よしよし。成功だ。マロンは決まった相手のいる男性にいいよる性格じゃあない。
これで、マロンの方からアプローチはしないだろう。
っていうか、大尉、本当に恋人作ってくれないかなあ。
そうしたら心配の種が一つ減るのにな。頼む、だれかカイザーとくっついて。
「ケイン君だわ」
店の前を、荷車を引くケインが通りかかった。
マロンは商品のキャンディを一つとって、通りに出る。
「いつも配達、ありがとう。今日は多くて大変でしょう?」
「これくらい、平気です! 任せてください」
ケインは元気いっぱいにいうが、まだ幼い体には重たそうな量だ。
思わず荷車を後ろから押すと、怒られた。
「仕事ですから。手出ししないでください」
「ごめんね。手が空いていたから、つい」
大きな小麦の袋を抱え、店の裏口に向かっていくケイン君。
前が見えてない。
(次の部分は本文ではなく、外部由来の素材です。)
use std::sync::Arc;

use chrono::{DateTime, Utc};
use uuid::Uuid;

use super::matcher::match_credit;
use crate::models::{Booking, BookingCommit, BookingRequest, NewEmail, NewNotification, Session};
use crate::notify::OutboxSignal;
use crate::store::GymStore;
use crate::utils::{AppError, AppResult};

/// Turns a booking request into one atomic store commit.
#[derive(Clone)]
pub struct BookingCommitter {
    store: Arc<dyn GymStore>,
    outbox: OutboxSignal,
    site_url: String,
}

impl BookingCommitter {
    pub fn new(
        store: Arc<dyn GymStore>,
        outbox: OutboxSignal,
        site_url: impl Into<String>,
    ) -> Self {
        Self {
            store,
            outbox,
            site_url: site_url.into(),
        }
    }

    pub async fn book(&self, request: &BookingRequest, now: DateTime<Utc>) -> AppResult<Booking> {
        let session = self
            .store
            .find_session(request.session_id)
            .await?
            .ok_or_else(|| AppError::not_found("Session", request.session_id))?;
        if !session.is_bookable(now) {
            return Err(AppError::ValidationError(format!(
                "session {} is not open for booking",
                session.id
            )));
        }
        if !session.has_open_capacity() {
            return Err(AppError::CapacityExceeded(session.id));
        }

        let member = self
            .store
            .find_member(request.member_id)
            .await?
            .ok_or_else(|| AppError::not_found("Member", request.member_id))?;
        let credits = self
            .store
            .active_credits(Some(member.id), now.date_naive())
            .await?;
        let Some(credit) = match_credit(&credits, &session) else {
            return Err(self.unmatched(&session, member.id).await);
        };

        let commit = BookingCommit {
            booking_id: Uuid::new_v4(),
            member_id: member.id,
            session_id: session.id,
            credit_id: credit.id,
            booked_at: now,
            notification: NewNotification::booking_confirmed(member.profile_id, &session, credit),
            email: NewEmail::booking_confirmation(&member, &session, &self.site_url),
        };
        let booking = self.store.commit_booking(commit).await?;

        tracing::info!(
            booking_id = %booking.id,
            member_id = %member.id,
            session_id = %session.id,
            credit_id = %credit.id,
            "Booking committed"
        );
        self.outbox.wake();
        Ok(booking)
    }

    /// No credit matched. A concurrent commit may have taken both the last
    /// seat and this member's last credit, in which case the seat is what
    /// the caller lost.
    async fn unmatched(&self, session: &Session, member_id: Uuid) -> AppError {
        match self.store.find_session(session.id).await {
            Ok(Some(current)) if !current.has_open_capacity() => {
                AppError::CapacityExceeded(session.id)
            }
            Err(e) => e,
            _ => AppError::NoEligiblePackage(format!(
                "member {} holds no '{}' package with sessions remaining",
                member_id, session.package_type
            )),
        }
    }
}
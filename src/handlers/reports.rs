use axum::extract::State;
use axum::response::Response;
use chrono::Utc;

use crate::state::AppState;
use crate::utils::response::success;
use crate::utils::AppResult;

pub async fn summary(State(state): State<AppState>) -> AppResult<Response> {
    let report = state.store.summary(Utc::now()).await?;
    Ok(success(report, "Summary report"))
}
がんばれ~。こけないでね~!
マロンも同じ心持ちのようで、ハラハラと後姿を見守っていた。
「ケイン君って、かわいいわよね。私、ついお菓子あげちゃうの」
「わかります。かわいいですよね」
「あんな弟がいたらいいなって思わない?」
「すっごく思います」
マロンと私は、そうよね、そうですよね、ときゃっきゃと盛り上がった。
かわいいなんて、本人が聞いたら怒るだろうけど。
「こにゃにゃちわー、店長はん。頼まれてた品、探してきたで」
コテコテの方言。次にやってきたのは、旅商人のジンジャーだった。
「ゼリーが作れる植物の種。仲間がもっとったわ。よう知ってたなあ、こんな食材」
来たついでにと、ジンジャーは喫茶スペースに腰を下ろした。
マロンがコーヒーをごちそうする。
「どや、店長。お店は。もうかりまっか?」
「ぼちぼちです。まだ二ヶ月目ですから、なんとも」
「立地がなあ。ちょっとな。通り一本向こうの方が、商店街としてはにぎわっとるでな」
「しかも、あちらの通りには、有名なケーキ屋さんがあるんですよね」
「キルシュ菓子店さんな。王室御用達の名店やでなあ」
ジンジャーは腕組みした後、そや、とアイデアを出した。
「店長はんも、休日、市場で出店をやったらどや?
まずは名前を売らなあかんて。カヌレ橋で店出せば、たくさんの人の目に留まるやろ」
「でも、休日、橋の出店スペースって、争奪戦ですよね。あんなところに、新参者が入れてもらえるかどうか」
「そんなもん、ワイに任しとき。あそこはな、入れてもらうんやない、入るもんや」
ジンジャーは自信満々に、自分の胸を叩いた。頼もしい。
「というわけで、店長はん。なんかケーキ食べてもええ? 腹減ってもうて」
苦笑しながら、マロンはうなずく。
ジンジャーはしっかりしているし、ちゃっかりもしていた。
注文のバタークリームケーキをお皿に載せながら、私はひそかに考える。
さて。予定通りにジンジャーとの恋愛フラグ、市場イベントが来たけど、どうやって妨害しようかな。